*** Opening of Records for processing ***

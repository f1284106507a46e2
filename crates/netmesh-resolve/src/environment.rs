//! Node routing environment: the translation table plus everything that
//! keeps it in sync with the cluster.
//!
//! The tunnel sees the environment only as a [`RouteDirectory`]. A lookup
//! that hits signals activity for the job; a miss returns nothing and
//! resolves the address in the background so a later packet finds it.

use std::collections::HashMap;
use std::net::{IpAddr, Ipv4Addr};
use std::sync::{Arc, PoisonError, RwLock, Weak};

use async_trait::async_trait;
use netmesh_core::{instance_key, ResolutionConfig, TableEntry};
use netmesh_table::{RouteDirectory, TableError, TableResult, TranslationTable};
use tokio::runtime::Handle;
use tracing::{debug, info, warn};

use crate::bus::MessageBus;
use crate::error::{ResolveError, ResolveResult};
use crate::events::{EventBus, EventKind};
use crate::interests::{InterestRegistry, JobActions};
use crate::query::ResolutionCache;

/// An instance running on this node.
#[derive(Debug, Clone)]
struct DeployedInstance {
    job_name: String,
    namespace_ip: Ipv4Addr,
}

pub struct Environment {
    me: Weak<Environment>,
    table: Arc<TranslationTable>,
    events: Arc<EventBus>,
    interests: Arc<InterestRegistry>,
    resolver: Arc<ResolutionCache>,
    /// `job.instance` → deployed instance.
    deployed: RwLock<HashMap<String, DeployedInstance>>,
}

impl Environment {
    /// Wire up the event bus, interest registry and resolution cache
    /// around `table`.
    pub fn new(
        table: Arc<TranslationTable>,
        bus: Arc<dyn MessageBus>,
        node_id: &str,
        config: &ResolutionConfig,
    ) -> Arc<Self> {
        let events = Arc::new(EventBus::new(config.event_buffer));
        let interests = Arc::new(InterestRegistry::new(
            bus.clone(),
            events.clone(),
            node_id,
            config.interest_idle_timeout(),
        ));
        let resolver = Arc::new(ResolutionCache::new(
            bus,
            interests.clone(),
            node_id,
            config.query_timeout(),
        ));
        Arc::new_cyclic(|me| Self {
            me: me.clone(),
            table,
            events,
            interests,
            resolver,
            deployed: RwLock::new(HashMap::new()),
        })
    }

    /// Subscribe to query results. Must run before any resolution can
    /// complete.
    pub async fn start(&self) -> ResolveResult<()> {
        self.resolver.subscribe().await
    }

    /// Stop every interest watcher.
    pub async fn shutdown(&self) {
        self.interests.stop_all().await;
    }

    pub fn table(&self) -> &Arc<TranslationTable> {
        &self.table
    }

    pub fn events(&self) -> &Arc<EventBus> {
        &self.events
    }

    pub fn interests(&self) -> &Arc<InterestRegistry> {
        &self.interests
    }

    pub fn resolver(&self) -> &Arc<ResolutionCache> {
        &self.resolver
    }

    fn actions(&self) -> Option<Arc<dyn JobActions>> {
        self.me.upgrade().map(|me| me as Arc<dyn JobActions>)
    }

    /// Replace the row with the same namespace address, if any.
    pub fn add_table_query_entry(&self, entry: TableEntry) {
        if let Some(ns) = entry.namespace_ip {
            let _ = self.table.remove_by_namespace_ip(IpAddr::V4(ns));
        }
        if let Err(e) = self.table.add(entry) {
            warn!(error = %e, "dropping resolved entry");
        }
    }

    /// Ask the cluster who serves `ip`, store the answer and keep it fresh.
    ///
    /// Returns the number of rows now exposing `ip`.
    pub async fn resolve_service_ip(&self, ip: IpAddr) -> ResolveResult<usize> {
        let entries = self.resolver.query_by_service_ip(ip, false).await?.into_entries()?;
        let actions = self.actions();

        if let (Some(first), Some(actions)) = (entries.first(), actions.clone()) {
            self.register_interest(&first.job_name, actions).await;
        }
        for entry in entries {
            self.add_table_query_entry(entry);
        }
        if let Some(actions) = actions {
            self.register_interest(&ip.to_string(), actions).await;
        }

        let found = self.table.search_by_service_ip(ip).len();
        debug!(service_ip = %ip, found, "service address resolved");
        Ok(found)
    }

    async fn register_interest(&self, key: &str, actions: Arc<dyn JobActions>) {
        if let Err(e) = self.interests.register(key, actions).await {
            warn!(%key, error = %e, "failed to register interest");
        }
    }

    fn spawn_resolution(&self, ip: IpAddr) {
        let Ok(runtime) = Handle::try_current() else {
            debug!(service_ip = %ip, "no runtime, skipping resolution");
            return;
        };
        let Some(env) = self.me.upgrade() else {
            return;
        };
        runtime.spawn(async move {
            match env.resolve_service_ip(ip).await {
                Ok(_) => {}
                Err(e @ (ResolveError::InterestRegistered(_) | ResolveError::InProgress(_))) => {
                    debug!(service_ip = %ip, reason = %e, "resolution skipped");
                }
                Err(e) => warn!(service_ip = %ip, error = %e, "resolution failed"),
            }
        });
    }

    pub fn remove_namespace_ip_entries(&self, ip: IpAddr) {
        let _ = self.table.remove_by_namespace_ip(ip);
    }

    /// Record a locally deployed instance and make its row visible.
    pub fn attach_local_instance(&self, entry: TableEntry) -> TableResult<Ipv4Addr> {
        let namespace_ip = entry
            .namespace_ip
            .ok_or_else(|| TableError::InvalidEntry("namespace_ip is missing".to_string()))?;
        let key = entry.instance_key();
        let job_name = entry.job_name.clone();

        let _ = self.table.remove_by_namespace_ip(IpAddr::V4(namespace_ip));
        self.table.add(entry)?;
        self.deployed_mut().insert(
            key,
            DeployedInstance {
                job_name: job_name.clone(),
                namespace_ip,
            },
        );
        info!(job = %job_name, %namespace_ip, "local instance attached");
        Ok(namespace_ip)
    }

    /// Forget a local instance. Without a standing interest in its job,
    /// the job's remaining rows go too.
    pub async fn detach_local_instance(&self, job_name: &str, instance_number: i32) {
        let Some(instance) = self.deployed_mut().remove(&instance_key(job_name, instance_number)) else {
            debug!(job = job_name, instance = instance_number, "instance not deployed here");
            return;
        };
        let _ = self.table.remove_by_namespace_ip(IpAddr::V4(instance.namespace_ip));
        if !self.interests.is_registered(job_name).await {
            self.remove_service_entries(job_name);
        }
        info!(job = job_name, instance = instance_number, "local instance detached");
    }

    /// Pull the job's full row set once and keep it fresh, unless an
    /// interest already does so.
    pub async fn track_local_job(&self, job_name: &str) {
        if self.interests.is_registered(job_name).await {
            return;
        }
        self.refresh_service_table(job_name).await;
        if let Some(actions) = self.actions() {
            self.register_interest(job_name, actions).await;
        }
    }

    fn deployed_mut(&self) -> std::sync::RwLockWriteGuard<'_, HashMap<String, DeployedInstance>> {
        self.deployed.write().unwrap_or_else(PoisonError::into_inner)
    }
}

#[async_trait]
impl JobActions for Environment {
    async fn refresh_service_table(&self, job_name: &str) {
        debug!(job = job_name, "refreshing service table");
        let entries = match self.resolver.query_by_job_name(job_name, true).await {
            Ok(response) => response.into_entries(),
            Err(e) => Err(e),
        };
        match entries {
            Ok(entries) => {
                self.table.remove_by_job_name(job_name);
                for entry in entries {
                    self.add_table_query_entry(entry);
                }
            }
            Err(e) => debug!(job = job_name, error = %e, "refresh failed"),
        }
    }

    fn remove_service_entries(&self, job_name: &str) {
        self.table.remove_by_job_name(job_name);
    }

    fn is_service_deployed(&self, job_name: &str) -> bool {
        self.deployed
            .read()
            .unwrap_or_else(PoisonError::into_inner)
            .values()
            .any(|instance| instance.job_name == job_name)
    }
}

impl RouteDirectory for Environment {
    fn entries_by_service_ip(&self, ip: IpAddr) -> Vec<TableEntry> {
        let entries = self.table.search_by_service_ip(ip);
        match entries.first() {
            Some(first) => {
                self.events.emit(EventKind::TableQuery, &first.job_name);
            }
            None => self.spawn_resolution(ip),
        }
        entries
    }

    fn entry_by_namespace_ip(&self, ip: IpAddr) -> Option<TableEntry> {
        self.table.search_by_namespace_ip(ip)
    }

    fn entry_by_instance_ip(&self, ip: IpAddr) -> Option<TableEntry> {
        self.table.search_by_instance_ip(ip)
    }
}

*** Close of Records for processing ***

**Required work**
The answer is a single number, the count of lines in the records that contain the string "ResolutionCache".

**Task output**
4